Teaching that litter is wrong and socially and culturally unacceptable must be followed up by action by those responsible for common spaces such as roadsides, interchanges and around public facilities. We must demonstrate a zero tolerance for littering, not just preach about it.
Toleration of litter begets more litter and creates a self-perpetuating litter feed-back loop that overwhelms episodic clean-up efforts.
Finally, like most crimes against society, curbing littlering will require forensics and follow up even with just a warning-letter. The 4% of the public generating the majority of litter and foisting its effects and the cost for clean up on the other 96% must be held accountable.
Right now they think they are invisible if they think at all and immune from scrutiny or reputational risk.

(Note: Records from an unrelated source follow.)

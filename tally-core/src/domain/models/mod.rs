mod ids;
mod project;
mod time_entry;
mod timer;
mod user;

pub use ids::*;
pub use project::*;
pub use time_entry::*;
pub use timer::*;
pub use user::*;
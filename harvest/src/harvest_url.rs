use crate::domain::HarvestFilter;

pub const API_BASE_URL: &str = "https://api.harvestapp.com/v2";
pub const ID_BASE_URL: &str = "https://id.getharvest.com/api/v2";

#[derive(Debug, Clone)]
pub struct HarvestURL(String);

impl AsRef<str> for HarvestURL {
    fn as_ref(&self) -> &str {
        &self.0
    }
}

impl std::fmt::Display for HarvestURL {
    fn fmt(&self, f: &mut std::fmt::Formatter<'_>) -> std::fmt::Result {
        write!(f, "{}", self.0)
    }
}

impl HarvestURL {
    pub fn new(base: impl Into<String>) -> Self {
        Self(base.into())
    }

    /// Append the given path to the URL.
    pub fn append_path(&self, path: &str) -> Self {
        let trimmed_url = self.0.trim_end_matches('/');
        let trimmed_path = path.trim_start_matches('/');
        Self(format!("{}/{}", trimmed_url, trimmed_path))
    }

    pub fn with_filter(&self, filter: &impl HarvestFilter) -> Self {
        let query = filter.as_query_string();
        if query.is_empty() {
            return self.clone();
        }

        if self.0.contains('?') {
            Self(format!("{}&{}", self.0, query))
        } else {
            Self(format!("{}?{}", self.0, query))
        }
    }
}
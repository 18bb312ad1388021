use std::time::Duration;

use serde::{Deserialize, Serialize};

/// Reconciliation poll settings (`[sync]`).
#[derive(Debug, Clone, PartialEq, Serialize, Deserialize)]
pub struct SyncSettings {
    /// Seconds between reconcile passes.
    #[serde(default = "default_poll_interval_secs")]
    pub poll_interval_secs: u64,
}

fn default_poll_interval_secs() -> u64 {
    30
}

impl Default for SyncSettings {
    fn default() -> Self {
        Self {
            poll_interval_secs: default_poll_interval_secs(),
        }
    }
}

impl SyncSettings {
    pub fn poll_interval(&self) -> Duration {
        Duration::from_secs(self.poll_interval_secs.max(1))
    }
}

/// Startup identity validation settings (`[identity]`).
#[derive(Debug, Clone, PartialEq, Serialize, Deserialize)]
pub struct IdentitySettings {
    #[serde(default = "default_retry_delay_ms")]
    pub retry_delay_ms: u64,
    #[serde(default = "default_max_attempts")]
    pub max_attempts: u32,
    /// A cached identity younger than this is trusted without a network call.
    #[serde(default = "default_revalidate_after_hours")]
    pub revalidate_after_hours: u64,
}

fn default_retry_delay_ms() -> u64 {
    400
}

fn default_max_attempts() -> u32 {
    2
}

fn default_revalidate_after_hours() -> u64 {
    24
}

impl Default for IdentitySettings {
    fn default() -> Self {
        Self {
            retry_delay_ms: default_retry_delay_ms(),
            max_attempts: default_max_attempts(),
            revalidate_after_hours: default_revalidate_after_hours(),
        }
    }
}

impl IdentitySettings {
    pub fn retry_delay(&self) -> Duration {
        Duration::from_millis(self.retry_delay_ms)
    }

    pub fn revalidate_after(&self) -> time::Duration {
        time::Duration::hours(self.revalidate_after_hours as i64)
    }
}
use std::sync::LazyLock;

use regex::Regex;

use crate::domain::models::{ProjectId, TaskId, TimeEntry};

/// Issue reference embedded in notes, e.g. `#4821: Fix login`.
static ISSUE_TOKEN: LazyLock<Regex> =
    LazyLock::new(|| Regex::new(r"#\d+:").expect("valid regex"));

pub fn issue_token(notes: &str) -> Option<&str> {
    ISSUE_TOKEN.find(notes).map(|m| m.as_str())
}

/// Find a stopped entry a new timer should resume instead of creating a new one.
///
/// Only stopped entries on the same project and task qualify. When the notes
/// carry an issue token, an entry whose notes contain the same token wins;
/// otherwise the trimmed notes must match exactly.
///
/// This is a content-based join over free text: identical notes on different
/// work get merged, and reworded notes on the same work do not.
pub fn find_resumable<'a>(
    entries: &'a [TimeEntry],
    project_id: ProjectId,
    task_id: TaskId,
    notes: &str,
) -> Option<&'a TimeEntry> {
    let mut candidates = entries
        .iter()
        .filter(|e| !e.is_running && e.project_id == project_id && e.task_id == task_id);

    let wanted = notes.trim();
    match issue_token(wanted) {
        Some(token) => {
            let candidates: Vec<_> = candidates.collect();
            candidates
                .iter()
                .find(|e| e.notes.contains(token))
                .or_else(|| candidates.iter().find(|e| e.notes.trim() == wanted))
                .copied()
        }
        None => candidates.find(|e| e.notes.trim() == wanted),
    }
}
mod auth;
mod client;
pub mod domain;
mod harvest_url;

pub(crate) use harvest_url::*;

pub use auth::*;
pub use client::*;
pub use domain::*;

Some human behaviors only change when more light illuminates perpetrators.
North Carolina got the attention of more than 10,000 litters last year through “warning letters” sent to registered vehicle owners after litter was reported through the Swat-A-Litterbug program. Another 3,163 drivers received enforcement citations for littering including 1,663 who were convicted.
We’ll need to increase that number times 18 times to reach every potential litterer among the 6 million resident drivers in North Carolina before we reach the full 4%.
But then, of course, we’ll also need to shed more light on litter-prone tourism parties drivers in 480,000 (or 4%) of the vehicles crisscrossing the state on overnight visits each year.
Through “warning letters” and citations, the North Carolina Department of Transportation may have the names and addresses of enough litters by now to be able to conduct a follow-up forensic public opinion poll to learn more about the residents and visitors most likely to litter.
Interestingly, of the nearly 3,600 tons of roadside litter collected along state roads in 2012 alone, as well as thousands of tons pulled from watersheds and parks, a substantial amount was still recyclable.
The 4% who litter, or the similar percentage who claim they “never” recycle or any who backlash purely for ideological reasons are far too expensive to ignore.